═════ DATA TO EXAMINE ═════

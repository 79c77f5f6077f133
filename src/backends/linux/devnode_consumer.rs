#![cfg(all(feature = "uinput", target_os = "linux"))]

//! Consumer reading a kernel device node.
//!
//! Opens `/dev/input/eventN` with `O_NONBLOCK` and decodes raw `struct input_event`
//! records. A read that would block means the consumer has caught up. Partial
//! records are carried over to the next read.

use crate::backends::{Consumer, ConsumerLog, LogHandler, LogPriority};
use crate::codes::EventType;
use crate::device::{DeviceHandle, VirtualDevice};
use crate::error::FuzzError;
use crate::event::InputEvent;
use std::collections::VecDeque;
use std::fs::{File, OpenOptions};
use std::io::{self, Read};
use std::os::unix::fs::OpenOptionsExt;
use std::time::Duration;

/// Size of `struct input_event` on this platform.
const RECORD_LEN: usize = std::mem::size_of::<libc::input_event>();
/// Size of the leading `struct timeval`.
const TIME_LEN: usize = RECORD_LEN - 8;

/// Input stack stand-in that reads a device node.
pub struct DevnodeConsumer {
    file: Option<File>,
    carry: Vec<u8>,
    pending: VecDeque<InputEvent>,
    log: ConsumerLog,
}

impl DevnodeConsumer {
    pub fn new() -> Self {
        Self {
            file: None,
            carry: Vec::new(),
            pending: VecDeque::new(),
            log: ConsumerLog::new(),
        }
    }
}

impl Default for DevnodeConsumer {
    fn default() -> Self {
        Self::new()
    }
}

impl Consumer for DevnodeConsumer {
    fn assign(&mut self, device: &dyn VirtualDevice) -> Result<(), FuzzError> {
        let path = match device.handle() {
            DeviceHandle::Devnode(path) => path,
            DeviceHandle::Loopback(_) => {
                return Err(FuzzError::resource(
                    "device node consumer",
                    io::Error::new(io::ErrorKind::InvalidInput, "device has no device node"),
                ))
            }
        };
        let file = OpenOptions::new()
            .read(true)
            .custom_flags(libc::O_NONBLOCK)
            .open(&path)
            .map_err(|e| FuzzError::resource("device node consumer", e))?;

        let shown = path.display().to_string();
        self.log
            .log(LogPriority::Info, || format!("{shown}: added device"));
        self.file = Some(file);
        Ok(())
    }

    fn dispatch(&mut self) -> Result<(), FuzzError> {
        let Some(file) = self.file.as_mut() else {
            return Ok(());
        };
        let mut buf = [0u8; RECORD_LEN * 64];
        loop {
            match file.read(&mut buf) {
                Ok(0) => break,
                Ok(n) => self.carry.extend_from_slice(&buf[..n]),
                Err(e) if e.kind() == io::ErrorKind::WouldBlock => break,
                Err(e) if e.kind() == io::ErrorKind::Interrupted => continue,
                Err(e) => return Err(FuzzError::Drain(e)),
            }
        }

        let whole = self.carry.len() / RECORD_LEN * RECORD_LEN;
        for record in self.carry[..whole].chunks_exact(RECORD_LEN) {
            if let Some(event) = decode(record) {
                if event.event_type == EventType::SYNCHRONIZATION && event.code != 0 {
                    let code = event.code;
                    self.log
                        .log(LogPriority::Error, || format!("unexpected EV_SYN code {code}"));
                }
                self.pending.push_back(event);
            }
        }
        self.carry.drain(..whole);
        Ok(())
    }

    fn next_event(&mut self) -> Option<InputEvent> {
        self.pending.pop_front()
    }

    fn set_log_handler(&mut self, handler: LogHandler) {
        self.log.set_handler(handler);
    }

    fn set_log_priority(&mut self, priority: LogPriority) {
        self.log.set_priority(priority);
    }
}

/// Decode one native-endian `struct input_event`.
fn decode(record: &[u8]) -> Option<InputEvent> {
    let half = TIME_LEN / 2;
    let sec = read_signed(record.get(..half)?)?;
    let usec = read_signed(record.get(half..TIME_LEN)?)?;
    let ty = u16::from_ne_bytes(record.get(TIME_LEN..TIME_LEN + 2)?.try_into().ok()?);
    let code = u16::from_ne_bytes(record.get(TIME_LEN + 2..TIME_LEN + 4)?.try_into().ok()?);
    let value = i32::from_ne_bytes(record.get(TIME_LEN + 4..TIME_LEN + 8)?.try_into().ok()?);

    let timestamp = Duration::new(
        u64::try_from(sec).unwrap_or(0),
        u32::try_from(usec.clamp(0, 999_999) * 1000).unwrap_or(0),
    );
    Some(InputEvent::new(timestamp, EventType(ty), code, value))
}

fn read_signed(bytes: &[u8]) -> Option<i64> {
    match bytes.len() {
        8 => Some(i64::from_ne_bytes(bytes.try_into().ok()?)),
        4 => Some(i64::from(i32::from_ne_bytes(bytes.try_into().ok()?))),
        _ => None,
    }
}

#[cfg(test)]
mod tests {
    use super::*;

    fn record(sec: i64, usec: i64, ty: u16, code: u16, value: i32) -> Vec<u8> {
        let mut out = Vec::with_capacity(RECORD_LEN);
        match TIME_LEN {
            16 => {
                out.extend_from_slice(&sec.to_ne_bytes());
                out.extend_from_slice(&usec.to_ne_bytes());
            }
            _ => {
                out.extend_from_slice(&(sec as i32).to_ne_bytes());
                out.extend_from_slice(&(usec as i32).to_ne_bytes());
            }
        }
        out.extend_from_slice(&ty.to_ne_bytes());
        out.extend_from_slice(&code.to_ne_bytes());
        out.extend_from_slice(&value.to_ne_bytes());
        out
    }

    #[test]
    fn decodes_native_records() {
        let raw = record(42, 1_500, 0x01, 0x1e, 1);
        assert_eq!(raw.len(), RECORD_LEN);
        let event = decode(&raw).unwrap();
        assert_eq!(event.timestamp, Duration::new(42, 1_500_000));
        assert_eq!(event.event_type, EventType::KEY);
        assert_eq!(event.code, 0x1e);
        assert_eq!(event.value, 1);
    }

    #[test]
    fn short_records_are_rejected() {
        let raw = record(0, 0, 0, 0, 0);
        assert!(decode(&raw[..RECORD_LEN - 1]).is_none());
    }
}
//! Diagnostic logging.
//!
//! The harness logs through `tracing`; [`init`] installs the stderr subscriber the
//! binary uses. Consumer log messages arrive through a [`LogHandler`] and are
//! re-emitted as `tracing` events by [`tracing_log_handler`].

use crate::backends::{LogHandler, LogPriority};
use tracing_subscriber::EnvFilter;

/// Install a `fmt` subscriber on stderr.
///
/// `RUST_LOG` wins over `default_directive`. Calling this more than once is
/// harmless: later calls leave the first subscriber in place.
pub fn init(default_directive: &str) {
    let filter =
        EnvFilter::try_from_default_env().unwrap_or_else(|_| EnvFilter::new(default_directive));
    let _ = tracing_subscriber::fmt()
        .with_env_filter(filter)
        .with_writer(std::io::stderr)
        .with_target(false)
        .try_init();
}

/// Forward consumer log messages to `tracing`, under the `consumer` target.
pub fn tracing_log_handler() -> LogHandler {
    Box::new(|priority, message| match priority {
        LogPriority::Debug => tracing::debug!(target: "consumer", "{message}"),
        LogPriority::Info => tracing::info!(target: "consumer", "{message}"),
        LogPriority::Error => tracing::error!(target: "consumer", "{message}"),
    })
}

═════

__YOUR ASSIGNMENT__: Reproduce exactly, and only, the part of the listing above that begins at the line with "fn record(sec: i64, usec: i64, ty: u16, code: u16, value: i32)" and goes on through the line with "out.extend_from_slice(&sec.to_ne_bytes());".

__ANSWER FOR THIS EXERCISE__:
    fn record(sec: i64, usec: i64, ty: u16, code: u16, value: i32) -> Vec<u8> {
        let mut out = Vec::with_capacity(RECORD_LEN);
        match TIME_LEN {
            16 => {
                out.extend_from_slice(&sec.to_ne_bytes());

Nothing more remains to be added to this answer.